Stored items:
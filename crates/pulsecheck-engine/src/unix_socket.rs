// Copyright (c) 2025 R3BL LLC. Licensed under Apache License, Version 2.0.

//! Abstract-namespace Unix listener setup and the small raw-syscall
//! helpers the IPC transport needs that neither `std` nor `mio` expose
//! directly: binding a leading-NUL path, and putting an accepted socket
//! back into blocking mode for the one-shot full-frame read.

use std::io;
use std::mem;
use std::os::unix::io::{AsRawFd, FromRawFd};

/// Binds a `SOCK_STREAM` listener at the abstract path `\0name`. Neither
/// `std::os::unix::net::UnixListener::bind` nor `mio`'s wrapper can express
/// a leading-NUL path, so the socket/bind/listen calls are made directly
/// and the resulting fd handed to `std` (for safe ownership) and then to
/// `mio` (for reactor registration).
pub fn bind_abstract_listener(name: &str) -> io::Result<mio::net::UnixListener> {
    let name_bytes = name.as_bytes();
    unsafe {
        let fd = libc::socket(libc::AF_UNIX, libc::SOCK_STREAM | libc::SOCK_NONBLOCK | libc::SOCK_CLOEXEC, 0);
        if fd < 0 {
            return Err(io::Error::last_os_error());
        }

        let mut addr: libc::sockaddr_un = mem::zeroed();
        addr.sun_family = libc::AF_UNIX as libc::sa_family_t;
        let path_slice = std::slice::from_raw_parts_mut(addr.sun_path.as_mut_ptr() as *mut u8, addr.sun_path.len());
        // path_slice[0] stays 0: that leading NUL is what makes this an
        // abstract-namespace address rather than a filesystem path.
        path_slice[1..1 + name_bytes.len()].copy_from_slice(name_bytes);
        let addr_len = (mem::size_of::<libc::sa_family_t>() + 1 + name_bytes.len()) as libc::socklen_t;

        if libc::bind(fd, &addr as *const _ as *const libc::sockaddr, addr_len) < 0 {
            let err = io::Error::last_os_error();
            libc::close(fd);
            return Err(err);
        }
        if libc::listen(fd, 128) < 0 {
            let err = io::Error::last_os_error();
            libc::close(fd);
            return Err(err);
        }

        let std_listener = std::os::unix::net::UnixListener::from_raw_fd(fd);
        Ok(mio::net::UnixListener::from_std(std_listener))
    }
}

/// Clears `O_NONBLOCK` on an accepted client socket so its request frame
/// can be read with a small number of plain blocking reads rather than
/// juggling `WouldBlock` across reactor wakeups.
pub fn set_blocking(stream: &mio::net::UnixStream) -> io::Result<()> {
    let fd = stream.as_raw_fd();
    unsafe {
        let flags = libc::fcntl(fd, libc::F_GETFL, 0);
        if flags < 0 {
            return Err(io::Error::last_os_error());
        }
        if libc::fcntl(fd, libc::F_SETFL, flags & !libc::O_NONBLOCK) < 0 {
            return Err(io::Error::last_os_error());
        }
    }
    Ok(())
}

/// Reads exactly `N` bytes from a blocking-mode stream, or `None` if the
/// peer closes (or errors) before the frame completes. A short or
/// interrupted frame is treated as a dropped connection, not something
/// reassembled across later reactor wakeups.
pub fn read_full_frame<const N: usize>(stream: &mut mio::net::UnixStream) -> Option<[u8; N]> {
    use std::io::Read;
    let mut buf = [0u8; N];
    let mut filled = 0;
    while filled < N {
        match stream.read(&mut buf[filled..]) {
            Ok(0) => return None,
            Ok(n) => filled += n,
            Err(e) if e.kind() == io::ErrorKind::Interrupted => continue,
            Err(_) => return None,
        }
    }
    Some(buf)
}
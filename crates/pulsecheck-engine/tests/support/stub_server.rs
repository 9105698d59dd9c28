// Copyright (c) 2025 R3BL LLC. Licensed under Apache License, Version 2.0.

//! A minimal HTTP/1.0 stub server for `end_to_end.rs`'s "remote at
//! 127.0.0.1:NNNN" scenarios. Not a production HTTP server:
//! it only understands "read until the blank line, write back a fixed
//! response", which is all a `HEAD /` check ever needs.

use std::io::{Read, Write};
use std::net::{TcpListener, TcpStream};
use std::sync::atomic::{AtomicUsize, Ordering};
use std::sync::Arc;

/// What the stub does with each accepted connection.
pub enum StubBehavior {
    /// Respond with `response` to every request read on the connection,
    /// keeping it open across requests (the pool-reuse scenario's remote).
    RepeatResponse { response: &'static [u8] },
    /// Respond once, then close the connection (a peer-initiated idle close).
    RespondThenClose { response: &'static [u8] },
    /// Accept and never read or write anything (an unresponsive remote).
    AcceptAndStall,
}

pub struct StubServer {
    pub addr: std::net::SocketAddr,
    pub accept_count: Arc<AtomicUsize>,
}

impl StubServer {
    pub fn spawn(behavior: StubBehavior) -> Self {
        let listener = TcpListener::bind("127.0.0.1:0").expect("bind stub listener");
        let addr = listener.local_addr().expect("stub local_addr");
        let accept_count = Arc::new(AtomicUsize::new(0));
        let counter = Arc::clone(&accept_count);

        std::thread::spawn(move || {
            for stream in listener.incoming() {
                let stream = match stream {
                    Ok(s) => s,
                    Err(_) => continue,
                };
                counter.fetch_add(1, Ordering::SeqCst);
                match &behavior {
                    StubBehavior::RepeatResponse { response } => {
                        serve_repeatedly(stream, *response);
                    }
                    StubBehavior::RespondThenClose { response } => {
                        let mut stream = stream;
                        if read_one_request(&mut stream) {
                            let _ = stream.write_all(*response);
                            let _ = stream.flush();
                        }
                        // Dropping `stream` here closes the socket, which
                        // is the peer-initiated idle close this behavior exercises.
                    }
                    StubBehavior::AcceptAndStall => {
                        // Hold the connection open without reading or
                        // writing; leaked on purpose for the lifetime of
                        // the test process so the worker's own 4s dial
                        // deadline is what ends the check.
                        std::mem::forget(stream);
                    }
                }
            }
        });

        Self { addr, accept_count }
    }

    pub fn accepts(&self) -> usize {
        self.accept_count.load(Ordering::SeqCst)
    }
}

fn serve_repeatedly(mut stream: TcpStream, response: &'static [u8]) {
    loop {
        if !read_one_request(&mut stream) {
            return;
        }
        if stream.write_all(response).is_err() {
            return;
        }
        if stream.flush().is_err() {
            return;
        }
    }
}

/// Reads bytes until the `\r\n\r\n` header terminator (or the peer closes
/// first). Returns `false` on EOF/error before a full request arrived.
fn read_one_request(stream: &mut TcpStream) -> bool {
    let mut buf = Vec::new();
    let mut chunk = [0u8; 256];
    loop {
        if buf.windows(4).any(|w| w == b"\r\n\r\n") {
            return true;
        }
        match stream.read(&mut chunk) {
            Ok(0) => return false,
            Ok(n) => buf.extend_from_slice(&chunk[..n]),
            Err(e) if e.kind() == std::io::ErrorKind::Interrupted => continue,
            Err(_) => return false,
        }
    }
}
* * *
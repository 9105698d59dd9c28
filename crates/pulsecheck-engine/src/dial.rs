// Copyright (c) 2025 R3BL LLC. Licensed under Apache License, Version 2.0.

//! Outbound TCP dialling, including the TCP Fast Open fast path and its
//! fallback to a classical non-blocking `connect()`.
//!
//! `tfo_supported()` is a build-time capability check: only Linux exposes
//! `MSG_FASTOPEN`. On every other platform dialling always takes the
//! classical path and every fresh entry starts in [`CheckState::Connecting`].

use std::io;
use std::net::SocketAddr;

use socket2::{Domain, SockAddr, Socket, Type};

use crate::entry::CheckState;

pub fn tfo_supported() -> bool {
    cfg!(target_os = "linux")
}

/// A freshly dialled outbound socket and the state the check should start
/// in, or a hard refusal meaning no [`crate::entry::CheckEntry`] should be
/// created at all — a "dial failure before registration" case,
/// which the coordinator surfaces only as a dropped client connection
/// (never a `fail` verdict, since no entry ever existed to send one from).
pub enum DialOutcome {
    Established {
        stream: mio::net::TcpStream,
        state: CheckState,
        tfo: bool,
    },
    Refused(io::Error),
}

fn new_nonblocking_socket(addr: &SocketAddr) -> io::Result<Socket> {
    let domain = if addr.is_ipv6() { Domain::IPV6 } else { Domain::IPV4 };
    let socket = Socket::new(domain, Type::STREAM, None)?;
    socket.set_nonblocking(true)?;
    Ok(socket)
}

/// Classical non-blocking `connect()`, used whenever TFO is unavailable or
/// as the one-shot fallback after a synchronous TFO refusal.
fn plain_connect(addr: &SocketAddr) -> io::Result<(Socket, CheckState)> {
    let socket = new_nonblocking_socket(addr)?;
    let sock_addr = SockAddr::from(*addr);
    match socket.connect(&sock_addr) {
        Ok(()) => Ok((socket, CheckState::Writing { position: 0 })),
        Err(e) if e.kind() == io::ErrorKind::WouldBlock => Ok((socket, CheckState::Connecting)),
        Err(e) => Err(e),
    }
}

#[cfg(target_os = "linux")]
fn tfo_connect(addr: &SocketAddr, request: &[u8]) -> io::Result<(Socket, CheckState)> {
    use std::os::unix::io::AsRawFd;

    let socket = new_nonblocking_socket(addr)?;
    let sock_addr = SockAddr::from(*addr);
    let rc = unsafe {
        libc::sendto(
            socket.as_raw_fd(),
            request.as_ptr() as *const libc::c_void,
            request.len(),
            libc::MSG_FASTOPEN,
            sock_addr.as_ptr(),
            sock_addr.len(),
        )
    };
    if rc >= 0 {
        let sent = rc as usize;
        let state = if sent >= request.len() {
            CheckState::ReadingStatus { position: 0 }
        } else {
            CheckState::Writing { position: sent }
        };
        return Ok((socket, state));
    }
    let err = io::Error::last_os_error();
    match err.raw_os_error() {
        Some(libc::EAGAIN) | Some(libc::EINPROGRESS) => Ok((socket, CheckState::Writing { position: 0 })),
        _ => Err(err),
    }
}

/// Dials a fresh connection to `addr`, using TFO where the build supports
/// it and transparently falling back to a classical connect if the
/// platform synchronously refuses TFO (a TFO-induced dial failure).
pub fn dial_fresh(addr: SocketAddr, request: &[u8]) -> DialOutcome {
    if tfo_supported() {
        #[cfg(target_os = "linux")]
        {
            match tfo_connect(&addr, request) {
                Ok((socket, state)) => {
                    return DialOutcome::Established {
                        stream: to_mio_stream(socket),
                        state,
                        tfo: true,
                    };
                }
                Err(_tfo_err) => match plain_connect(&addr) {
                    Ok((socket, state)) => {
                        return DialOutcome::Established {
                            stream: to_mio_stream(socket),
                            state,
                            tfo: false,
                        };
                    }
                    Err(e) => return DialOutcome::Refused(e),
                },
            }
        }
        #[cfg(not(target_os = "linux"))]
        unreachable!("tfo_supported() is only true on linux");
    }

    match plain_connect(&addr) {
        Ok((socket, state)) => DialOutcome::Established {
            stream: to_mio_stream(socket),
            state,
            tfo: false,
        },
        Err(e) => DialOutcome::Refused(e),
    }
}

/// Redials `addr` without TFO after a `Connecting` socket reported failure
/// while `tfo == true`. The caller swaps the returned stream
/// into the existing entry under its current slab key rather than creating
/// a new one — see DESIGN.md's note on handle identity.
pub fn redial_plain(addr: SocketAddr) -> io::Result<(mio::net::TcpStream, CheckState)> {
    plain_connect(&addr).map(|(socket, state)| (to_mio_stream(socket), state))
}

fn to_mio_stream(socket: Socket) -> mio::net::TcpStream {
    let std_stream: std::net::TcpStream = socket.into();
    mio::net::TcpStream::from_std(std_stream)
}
* * *
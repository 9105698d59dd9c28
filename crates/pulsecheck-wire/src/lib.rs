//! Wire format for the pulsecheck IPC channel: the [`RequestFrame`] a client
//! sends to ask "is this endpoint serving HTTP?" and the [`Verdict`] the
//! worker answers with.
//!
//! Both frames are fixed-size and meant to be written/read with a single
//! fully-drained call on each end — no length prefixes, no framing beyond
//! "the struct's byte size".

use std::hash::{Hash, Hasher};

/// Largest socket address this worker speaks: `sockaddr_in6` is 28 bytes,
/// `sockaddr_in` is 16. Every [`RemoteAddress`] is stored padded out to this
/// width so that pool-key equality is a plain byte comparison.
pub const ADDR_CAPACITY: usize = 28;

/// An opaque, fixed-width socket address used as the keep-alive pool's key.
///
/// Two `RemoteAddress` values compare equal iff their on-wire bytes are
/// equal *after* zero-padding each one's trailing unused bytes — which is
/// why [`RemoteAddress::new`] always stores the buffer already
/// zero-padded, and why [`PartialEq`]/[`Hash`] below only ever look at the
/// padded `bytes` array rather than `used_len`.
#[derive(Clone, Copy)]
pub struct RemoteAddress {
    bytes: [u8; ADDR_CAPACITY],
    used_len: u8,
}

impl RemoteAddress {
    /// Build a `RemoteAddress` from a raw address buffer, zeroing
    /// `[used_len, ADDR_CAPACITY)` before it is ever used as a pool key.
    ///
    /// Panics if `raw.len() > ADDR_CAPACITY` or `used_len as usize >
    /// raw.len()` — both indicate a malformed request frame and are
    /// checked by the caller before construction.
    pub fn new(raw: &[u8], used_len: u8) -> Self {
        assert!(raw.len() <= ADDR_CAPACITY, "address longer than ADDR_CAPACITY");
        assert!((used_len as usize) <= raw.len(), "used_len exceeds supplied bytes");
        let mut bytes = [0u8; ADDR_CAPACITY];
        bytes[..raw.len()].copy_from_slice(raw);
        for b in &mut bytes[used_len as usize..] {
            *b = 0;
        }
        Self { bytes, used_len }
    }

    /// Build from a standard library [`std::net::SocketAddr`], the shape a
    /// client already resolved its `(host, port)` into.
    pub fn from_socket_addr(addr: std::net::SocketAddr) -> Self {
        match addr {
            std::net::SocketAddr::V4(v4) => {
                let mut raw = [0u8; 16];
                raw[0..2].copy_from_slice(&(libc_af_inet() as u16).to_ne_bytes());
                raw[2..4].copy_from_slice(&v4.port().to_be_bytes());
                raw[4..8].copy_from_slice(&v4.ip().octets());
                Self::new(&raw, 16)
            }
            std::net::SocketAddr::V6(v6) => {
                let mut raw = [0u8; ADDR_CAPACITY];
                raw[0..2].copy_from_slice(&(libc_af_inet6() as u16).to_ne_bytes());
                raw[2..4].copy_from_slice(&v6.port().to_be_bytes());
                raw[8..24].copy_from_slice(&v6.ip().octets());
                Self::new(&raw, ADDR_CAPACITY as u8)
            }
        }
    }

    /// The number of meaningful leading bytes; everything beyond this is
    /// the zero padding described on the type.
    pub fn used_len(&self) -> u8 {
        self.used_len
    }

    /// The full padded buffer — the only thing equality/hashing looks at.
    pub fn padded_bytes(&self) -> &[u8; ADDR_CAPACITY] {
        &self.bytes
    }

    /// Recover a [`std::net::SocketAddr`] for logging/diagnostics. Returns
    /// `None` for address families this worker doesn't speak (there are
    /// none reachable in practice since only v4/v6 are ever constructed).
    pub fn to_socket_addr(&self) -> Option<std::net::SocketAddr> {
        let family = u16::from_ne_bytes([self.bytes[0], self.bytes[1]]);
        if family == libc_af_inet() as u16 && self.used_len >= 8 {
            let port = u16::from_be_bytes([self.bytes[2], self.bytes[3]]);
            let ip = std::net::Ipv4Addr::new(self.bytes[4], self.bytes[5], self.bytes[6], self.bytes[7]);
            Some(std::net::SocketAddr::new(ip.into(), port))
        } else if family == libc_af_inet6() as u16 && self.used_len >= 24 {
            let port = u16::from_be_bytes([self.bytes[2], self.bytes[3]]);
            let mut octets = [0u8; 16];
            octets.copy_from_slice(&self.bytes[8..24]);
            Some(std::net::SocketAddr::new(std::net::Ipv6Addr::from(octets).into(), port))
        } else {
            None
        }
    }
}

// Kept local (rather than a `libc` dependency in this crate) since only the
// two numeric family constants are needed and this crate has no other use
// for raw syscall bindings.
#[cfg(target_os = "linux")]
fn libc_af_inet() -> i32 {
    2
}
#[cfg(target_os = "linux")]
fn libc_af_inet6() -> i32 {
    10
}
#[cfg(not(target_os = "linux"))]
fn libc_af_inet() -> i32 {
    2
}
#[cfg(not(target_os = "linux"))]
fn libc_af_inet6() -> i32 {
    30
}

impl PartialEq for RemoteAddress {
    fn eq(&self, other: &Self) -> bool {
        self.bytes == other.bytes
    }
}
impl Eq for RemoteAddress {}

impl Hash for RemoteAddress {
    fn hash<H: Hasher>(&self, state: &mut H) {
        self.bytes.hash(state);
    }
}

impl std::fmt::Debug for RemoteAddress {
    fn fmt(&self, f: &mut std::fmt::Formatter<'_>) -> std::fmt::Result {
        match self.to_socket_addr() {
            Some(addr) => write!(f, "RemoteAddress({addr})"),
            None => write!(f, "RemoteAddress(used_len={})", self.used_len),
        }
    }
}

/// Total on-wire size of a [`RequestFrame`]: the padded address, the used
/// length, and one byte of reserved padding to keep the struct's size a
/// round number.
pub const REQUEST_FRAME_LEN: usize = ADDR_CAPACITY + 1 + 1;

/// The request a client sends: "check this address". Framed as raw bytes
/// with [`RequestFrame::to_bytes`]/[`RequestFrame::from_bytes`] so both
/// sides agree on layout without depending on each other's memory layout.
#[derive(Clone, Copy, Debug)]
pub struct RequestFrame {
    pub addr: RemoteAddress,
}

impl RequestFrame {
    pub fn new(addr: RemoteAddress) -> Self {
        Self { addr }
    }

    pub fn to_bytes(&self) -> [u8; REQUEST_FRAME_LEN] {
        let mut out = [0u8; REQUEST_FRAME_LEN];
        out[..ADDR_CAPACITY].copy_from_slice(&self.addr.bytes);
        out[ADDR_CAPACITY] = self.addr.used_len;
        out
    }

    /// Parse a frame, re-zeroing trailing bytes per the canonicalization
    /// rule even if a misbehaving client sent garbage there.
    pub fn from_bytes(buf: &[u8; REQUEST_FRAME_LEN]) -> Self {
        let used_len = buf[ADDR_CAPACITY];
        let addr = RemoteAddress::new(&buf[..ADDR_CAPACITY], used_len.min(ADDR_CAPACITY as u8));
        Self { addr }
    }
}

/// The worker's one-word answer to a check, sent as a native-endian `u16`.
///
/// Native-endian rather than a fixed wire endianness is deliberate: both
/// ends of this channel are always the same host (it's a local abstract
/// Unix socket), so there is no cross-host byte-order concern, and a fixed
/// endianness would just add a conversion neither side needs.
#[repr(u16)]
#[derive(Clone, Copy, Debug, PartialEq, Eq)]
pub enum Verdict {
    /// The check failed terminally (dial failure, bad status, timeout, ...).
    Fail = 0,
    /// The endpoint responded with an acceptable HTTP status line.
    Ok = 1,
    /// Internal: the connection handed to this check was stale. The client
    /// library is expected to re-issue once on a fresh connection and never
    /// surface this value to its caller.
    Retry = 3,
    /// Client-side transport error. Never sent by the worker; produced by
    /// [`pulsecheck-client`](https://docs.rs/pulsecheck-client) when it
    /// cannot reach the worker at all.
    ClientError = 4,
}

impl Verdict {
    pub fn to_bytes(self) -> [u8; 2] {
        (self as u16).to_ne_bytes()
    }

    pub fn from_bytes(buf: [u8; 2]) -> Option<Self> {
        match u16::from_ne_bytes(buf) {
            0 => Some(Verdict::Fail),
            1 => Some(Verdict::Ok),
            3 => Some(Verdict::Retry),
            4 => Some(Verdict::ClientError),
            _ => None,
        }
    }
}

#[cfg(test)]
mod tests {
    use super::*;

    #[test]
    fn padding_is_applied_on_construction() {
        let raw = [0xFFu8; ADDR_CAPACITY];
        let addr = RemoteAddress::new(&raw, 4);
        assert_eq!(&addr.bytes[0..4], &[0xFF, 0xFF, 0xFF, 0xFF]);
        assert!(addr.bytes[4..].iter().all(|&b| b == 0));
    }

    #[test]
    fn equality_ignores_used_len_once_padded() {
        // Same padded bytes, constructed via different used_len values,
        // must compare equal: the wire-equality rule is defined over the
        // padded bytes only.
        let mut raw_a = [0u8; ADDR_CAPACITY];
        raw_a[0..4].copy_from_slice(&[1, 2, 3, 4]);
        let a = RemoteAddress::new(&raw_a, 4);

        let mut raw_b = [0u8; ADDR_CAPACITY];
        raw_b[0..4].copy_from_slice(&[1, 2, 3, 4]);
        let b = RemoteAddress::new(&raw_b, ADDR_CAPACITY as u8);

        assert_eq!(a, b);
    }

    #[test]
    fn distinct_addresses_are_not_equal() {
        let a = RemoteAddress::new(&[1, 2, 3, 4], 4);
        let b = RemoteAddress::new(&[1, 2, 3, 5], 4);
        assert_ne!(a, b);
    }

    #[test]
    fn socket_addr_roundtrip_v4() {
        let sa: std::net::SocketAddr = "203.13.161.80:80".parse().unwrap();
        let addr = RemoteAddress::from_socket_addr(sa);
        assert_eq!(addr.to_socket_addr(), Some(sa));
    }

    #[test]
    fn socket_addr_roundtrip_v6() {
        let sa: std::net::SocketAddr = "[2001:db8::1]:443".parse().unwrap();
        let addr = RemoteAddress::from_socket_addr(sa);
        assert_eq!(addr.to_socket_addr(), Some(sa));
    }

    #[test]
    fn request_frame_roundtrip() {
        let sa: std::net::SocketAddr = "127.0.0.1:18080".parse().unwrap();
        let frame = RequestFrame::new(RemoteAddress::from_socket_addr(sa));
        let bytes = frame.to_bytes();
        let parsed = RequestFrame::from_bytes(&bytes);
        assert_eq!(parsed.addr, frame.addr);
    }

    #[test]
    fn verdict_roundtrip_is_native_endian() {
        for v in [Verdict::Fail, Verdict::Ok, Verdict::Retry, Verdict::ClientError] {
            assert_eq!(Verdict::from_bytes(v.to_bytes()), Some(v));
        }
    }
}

**AIM OF THE TASK**
For each line above that includes the word "transport", make a copy of that line.

**COMPLETED EXERCISE**
//! helpers the IPC transport needs that neither `std` nor `mio` expose
    /// Client-side transport error. Never sent by the worker; produced by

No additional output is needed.